Saved data entries:
***

//! Drift detection and state refresh.
//!
//! Every recorded object is read back through its provisioning client and
//! compared with the attributes in state. Attributes a client does not
//! report keep their recorded value.

use serde::Serialize;
use std::collections::BTreeMap;
use std::fmt;
use std::sync::Arc;
use tracing::{debug, info, warn};

use crate::config::{Attributes, PlannedValue, ResourceAddress};
use crate::error::Result;
use crate::planner::AttributeDiff;
use crate::provider::ProviderRegistry;
use crate::state::{RunHistoryEntry, RunOperation, StateRecord, StateStore};

/// How a real object differs from its record.
#[derive(Debug, Clone, PartialEq, Serialize)]
#[serde(tag = "kind", content = "attributes", rename_all = "snake_case")]
pub enum Drift {
    /// The object no longer exists.
    Missing,
    /// The object's attributes changed outside the engine.
    Changed(Vec<AttributeDiff>),
}

/// Drift of one recorded address.
#[derive(Debug, Clone, PartialEq, Serialize)]
pub struct DriftEntry {
    /// Recorded address.
    pub address: ResourceAddress,
    /// Provider identifier of the object.
    pub real_id: String,
    /// How it drifted.
    pub drift: Drift,
}

/// Result of a drift check or refresh.
#[derive(Debug, Clone, Default, Serialize)]
pub struct DriftReport {
    /// Drifted addresses in address order.
    pub entries: Vec<DriftEntry>,
    /// Number of records read.
    pub checked: usize,
    /// Addresses that could not be read or written.
    pub errors: BTreeMap<ResourceAddress, String>,
}

/// Reads recorded objects back and reconciles state with them.
pub struct Refresher {
    store: Arc<dyn StateStore>,
    registry: ProviderRegistry,
}

/// An observed record and its merged attributes.
struct Observation {
    record: StateRecord,
    merged: Option<Attributes>,
    drift: Drift,
}

impl Refresher {
    /// Creates a new refresher.
    #[must_use]
    pub fn new(store: Arc<dyn StateStore>, registry: ProviderRegistry) -> Self {
        Self { store, registry }
    }

    /// Reports drift without writing to state.
    ///
    /// # Errors
    ///
    /// Returns an error if the state snapshot cannot be read. Per-object
    /// read failures are collected in [`DriftReport::errors`].
    pub async fn check_drift(&self) -> Result<DriftReport> {
        let (observed, mut report) = self.observe().await?;
        report.entries = observed.into_iter().map(Observation::into_entry).collect();
        info!(
            "Drift check: {} checked, {} drifted, {} error(s)",
            report.checked,
            report.entries.len(),
            report.errors.len()
        );
        Ok(report)
    }

    /// Commits read attributes to state and removes records whose object
    /// is gone. A record that still tracks deposed objects is kept and
    /// reported as an error.
    ///
    /// # Errors
    ///
    /// Returns an error if the state snapshot cannot be read. Per-object
    /// failures, including write conflicts, are collected in
    /// [`DriftReport::errors`].
    pub async fn refresh(&self) -> Result<DriftReport> {
        let (observed, mut report) = self.observe().await?;

        for observation in observed {
            let address = observation.record.address.clone();
            let serial = observation.record.serial;
            if observation.merged.is_none() && !observation.record.deposed.is_empty() {
                warn!(
                    "{address}: object is gone but {} deposed object(s) remain; keeping the record",
                    observation.record.deposed.len()
                );
                report.errors.insert(
                    address,
                    format!(
                        "object is gone but deposed objects {} are still tracked; apply to clean them up",
                        observation.record.deposed.join(", ")
                    ),
                );
                continue;
            }
            let written = match &observation.merged {
                Some(merged) => {
                    let mut record = observation.record.clone();
                    record.attributes = merged.clone();
                    self.store.put(&address, record, serial).await.map(|_| ())
                }
                None => self.store.remove(&address, serial).await.map(|_| ()),
            };
            match written {
                Ok(()) => {
                    debug!("{address}: refreshed");
                    report.entries.push(observation.into_entry());
                }
                Err(e) => {
                    warn!("{address}: refresh not recorded: {e}");
                    report.errors.insert(address, e.to_string());
                }
            }
        }

        let mut entry = RunHistoryEntry::new(RunOperation::Refresh);
        entry.succeeded = report.entries.len();
        entry.failed = report.errors.len();
        entry.error = report
            .errors
            .iter()
            .next()
            .map(|(address, message)| format!("{address}: {message}"));
        if let Err(e) = self.store.append_history(entry).await {
            warn!("Failed to record refresh history: {e}");
        }

        info!(
            "Refresh: {} checked, {} updated, {} error(s)",
            report.checked,
            report.entries.len(),
            report.errors.len()
        );
        Ok(report)
    }

    async fn observe(&self) -> Result<(Vec<Observation>, DriftReport)> {
        let snapshot = self.store.snapshot().await?;
        let mut report = DriftReport::default();
        let mut observed = Vec::new();

        for (address, record) in snapshot.iter() {
            report.checked += 1;
            let Some(provisioner) = self.registry.get(&record.provider) else {
                report
                    .errors
                    .insert(address.clone(), format!("no provisioner for '{}'", record.provider));
                continue;
            };

            match provisioner.read(&record.real_id).await {
                Ok(None) => {
                    warn!("{address}: {} no longer exists", record.real_id);
                    observed.push(Observation {
                        record: record.clone(),
                        merged: None,
                        drift: Drift::Missing,
                    });
                }
                Ok(Some(read)) => {
                    let diffs = attribute_drift(&record.attributes, &read);
                    if diffs.is_empty() {
                        continue;
                    }
                    debug!("{address}: {} attribute(s) drifted", diffs.len());
                    let mut merged = record.attributes.clone();
                    merged.extend(read);
                    observed.push(Observation {
                        record: record.clone(),
                        merged: Some(merged),
                        drift: Drift::Changed(diffs),
                    });
                }
                Err(e) => {
                    warn!("{address}: read failed: {e}");
                    report.errors.insert(address.clone(), e.to_string());
                }
            }
        }
        Ok((observed, report))
    }
}

impl Observation {
    fn into_entry(self) -> DriftEntry {
        DriftEntry {
            address: self.record.address,
            real_id: self.record.real_id,
            drift: self.drift,
        }
    }
}

/// Attributes whose read value differs from the recorded one.
fn attribute_drift(recorded: &Attributes, read: &Attributes) -> Vec<AttributeDiff> {
    read.iter()
        .filter(|(key, value)| recorded.get(*key) != Some(*value))
        .map(|(key, value)| AttributeDiff {
            path: key.clone(),
            before: recorded.get(key).cloned(),
            after: Some(PlannedValue::Known(value.clone())),
            forces_replacement: false,
        })
        .collect()
}

impl DriftReport {
    /// Returns true if nothing drifted and every object was read.
    #[must_use]
    pub fn is_converged(&self) -> bool {
        self.entries.is_empty() && self.errors.is_empty()
    }
}

impl fmt::Display for Drift {
    fn fmt(&self, f: &mut fmt::Formatter<'_>) -> fmt::Result {
        match self {
            Self::Missing => write!(f, "missing"),
            Self::Changed(diffs) => {
                let paths: Vec<&str> = diffs.iter().map(|d| d.path.as_str()).collect();
                write!(f, "changed: {}", paths.join(", "))
            }
        }
    }
}

impl fmt::Display for DriftReport {
    fn fmt(&self, f: &mut fmt::Formatter<'_>) -> fmt::Result {
        if self.is_converged() {
            return write!(f, "No drift detected ({} checked)", self.checked);
        }
        for entry in &self.entries {
            writeln!(f, "  {} ({}): {}", entry.address, entry.real_id, entry.drift)?;
        }
        for (address, message) in &self.errors {
            writeln!(f, "  {address}: error: {message}")?;
        }
        Ok(())
    }
}

impl fmt::Debug for Refresher {
    fn fmt(&self, f: &mut fmt::Formatter<'_>) -> fmt::Result {
        f.debug_struct("Refresher")
            .field("backend", &self.store.backend_type())
            .field("registry", &self.registry)
            .finish()
    }
}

***

TASK> The expected answer is every line above in which the word "AttributeDiff" appears.

OUTPUT FOR THIS EXERCISE>
use crate::planner::AttributeDiff;
    Changed(Vec<AttributeDiff>),
fn attribute_drift(recorded: &Attributes, read: &Attributes) -> Vec<AttributeDiff> {
        .map(|(key, value)| AttributeDiff {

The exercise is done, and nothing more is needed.